For almost a year, with the talking over of plans for John Strang's long-cherished idea of a forest garden at Heartholm, there had been no allusion between mistress and gardener to that far-off fantasy, the life of little Gargoyle. During the autumn the two drew plans together for those spots which next spring were to blossom in the beech glade. They sent to far-off countries for bulbs, experimented in the Heartholm greenhouses with special soils and fertilizers, and differences of heat and light; they transplanted, grafted, and redeveloped this and that woodland native. Unconsciously all formal strangeness wore away, unconsciously the old bond between Gargoyle and his mistress was renewed.

Thus it was, without the slightest realization as to what it might lead, that Evelyn Strang one afternoon made some trifling allusion to Berber's association with the famous Doctor Mach. As soon as she had done so, fearing from habit for some possible disastrous result, she tried immediately to draw away from the subject. But the forbidden spring had been touched—a door that had long been closed between them swung open. Young Berber, sorting dahlia bulbs into numbered boxes, looked up; he met her eyes unsuspiciously.

"I suppose," thoughtfully, "that that is the man to whom I should feel more grateful than to any other human being."

The mistress of Heartholm did not reply. In spite of her tranquil air, Evelyn Strang was gripped with a sudden apprehension. How much, how little, did Berber know? She glanced swiftly at him, then bent her head over her embroidery. The colored stream of Indian summer flowed around them. A late bird poured out his little cup of song.
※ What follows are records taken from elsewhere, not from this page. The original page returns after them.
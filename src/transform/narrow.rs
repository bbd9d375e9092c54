// src/transform/narrow.rs

use std::collections::{BTreeMap, BTreeSet};

use serde_yaml::Value;
use tracing::debug;

use crate::dag::JobGraph;
use crate::document::model::{scalar_text, MATRIX, PARALLEL};
use crate::target::TargetSet;
use crate::types::{JobName, SubJobs};

/// Narrowed copies of the targeted matrix jobs, by job name.
pub type NarrowedJobs = BTreeMap<JobName, Value>;

/// Copy every target job that asks for specific sub-jobs, keeping only the
/// requested values on the matrix axes that list any of them.
///
/// Targets asking for all sub-jobs, and jobs without a matrix, are not in
/// the result.
pub fn narrow(graph: &JobGraph, targets: &TargetSet) -> NarrowedJobs {
    let mut narrowed = NarrowedJobs::new();

    for (name, subjobs) in targets.iter() {
        let SubJobs::Only(requested) = subjobs else {
            continue;
        };
        let Some(definition) = graph.definition(name) else {
            continue;
        };

        let mut copy = definition.clone();
        if narrow_definition(&mut copy, requested) {
            debug!(job = %name, requested = ?requested, "narrowed matrix");
            narrowed.insert(name.to_string(), copy);
        }
    }
    narrowed
}

/// Filter the matrix of one definition in place. Returns whether the
/// definition has a matrix at all.
pub fn narrow_definition(definition: &mut Value, requested: &BTreeSet<String>) -> bool {
    let Some(Value::Sequence(entries)) = definition
        .get_mut(PARALLEL)
        .and_then(|parallel| parallel.get_mut(MATRIX))
    else {
        return false;
    };

    for entry in entries.iter_mut() {
        let Some(axes) = entry.as_mapping_mut() else {
            continue;
        };
        for (_axis, values) in axes.iter_mut() {
            let Value::Sequence(items) = values else {
                continue;
            };
            let is_requested =
                |v: &Value| scalar_text(v).is_some_and(|text| requested.contains(&text));
            if items.iter().any(is_requested) {
                items.retain(is_requested);
            }
        }
    }
    true
}
// src/dag/mod.rs

//! The job reference graph and the questions asked of it.
//!
//! - [`graph`] holds every job of every document with its resolved
//!   references (`needs`, `dependencies`, `extends`).
//! - [`resolve`] computes dependency closures and the minimum job set.
//! - [`classify`] decides which jobs may be dropped at all.

pub mod classify;
pub mod graph;
pub mod resolve;

pub use classify::is_removable;
pub use graph::JobGraph;
pub use resolve::{minimum_job_set, resolve, MinimumJobSet};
"My mother will not answer my questions." Young Berber, examining two curiously formed bulbs, shook the earth from them; he stuffed them into his trousers pocket. "But Michael got talking yesterday and told me—Did you know, Mrs. Strang? I was thought to be an idiot until I was twelve years old—born deaf and dumb?"

It was asked so naturally, with a scientific interest as impersonal as if he were speaking of one of the malformed bulbs in his pocket, that at first his mistress felt no confusion. Her eyes and hands busying themselves with the vivid silks, she answered.

"I remember you as a little pale boy who loved flowers and did such odd, interesting things with them. Mr. Strang and I were attracted to your mysterious plays.... No, you never spoke, but we were not sure you could not hear—and"—drawing a swift little breath—"we were always interested in what—in what—you seemed—to see!"

There was a pause. He knelt there, busily sorting the bulbs. Suddenly to the woman sitting on the garden bench the sun-bathed October gardens seemed alive with the myriad questioning faces of the fall flowers; wheels and disks like aureoled heads leaned toward her, mystical fire in their eyes, the colored flames of their being blown by passionate desire of revelation. "This is your moment," the flowers seemed to say to her. "Ask him now."

But that she might not yet speak out her heart to John Berber his mistress was sure. She was reminded of what Strang had so often said, referring to their lonely quest—that actual existence was like a forlorn shipwreck of some other life, a mere raft upon which, like grave buffoons, the ragged survivors went on handing one another watersoaked bread of faith, glassless binoculars of belief, oblivious of what radiant coasts or awful headlands might lie beyond the enveloping mists. Soon, the wistful woman knew, she would be making some casual observations about the garden, the condition of the soil. Yet, if ever the moment had come to question him who had once been "Gargoyle," that moment was come now!

Berber lifted on high a mass of thickly welded bulbs clinging to a single dahlia stalk. He met her gaze triumphantly.